Currently defer is using the go defer keyword and as such is limited to the executing scope of a/the task. I did an experiment where I added "defer functions" to the Run context, and then called those "defer functions" after the task had completed. It worked ... not sure how flaky it as a mechanism though.

version: '3'
tasks:
    docker:
    cmds:
      - echo "START"
      - defer: echo "STOP"  # "final" might be a better keyword choice
  bar:
    deps:
      - docker
    cmds:
      - echo "bar"

and the console:

$ ~/go/bin/task bar -v
task: "bar" started
task: "docker" started
task: [docker] echo "START"
START
task: "docker" finished
task: [bar] echo "bar"
bar
task: "bar" finished
task: [docker] echo "STOP"
STOP

The code is like this, in case any one wants to take the idea further.

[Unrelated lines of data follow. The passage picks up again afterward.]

#![allow(clippy::uninlined_format_args)]

pub mod app;
pub mod client;
pub mod clock;
pub mod config;
pub mod data;
pub mod feed;
pub mod fetcher;
pub mod gallery;
pub mod layout;
pub mod logging;
pub mod observer;
pub mod read_tracker;
pub mod scroll;

pub const VERSION: &str = env!("CARGO_PKG_VERSION");

pub use app::run;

func (e *Executor) Run(ctx context.Context, calls ...*ast.Call) error {
        ...
	var deferedTasks []func()
	ctx = context.WithValue(ctx, "deferedTasks", &deferedTasks)
       ...
	for _, f := range deferedTasks {
		f()
	}
        ...
}

...

                   for i := range t.Cmds {
			if t.Cmds[i].Defer {
				if x, ok := ctx.Value("deferedTasks").(*[]func()); ok {
					deferIdx := i // force immediate evaluation of parameter "i"
					*x = append(*x, func() {
						e.runDeferred(t, call, deferIdx)
					})
				} else {
					e.Logger.VerboseErrf(logger.Yellow, "task:   defer not possible: %d\n", i)
				}

				continue
			}

I think it might be better to put the defer/final functions on the executor struct ... still, you get the idea.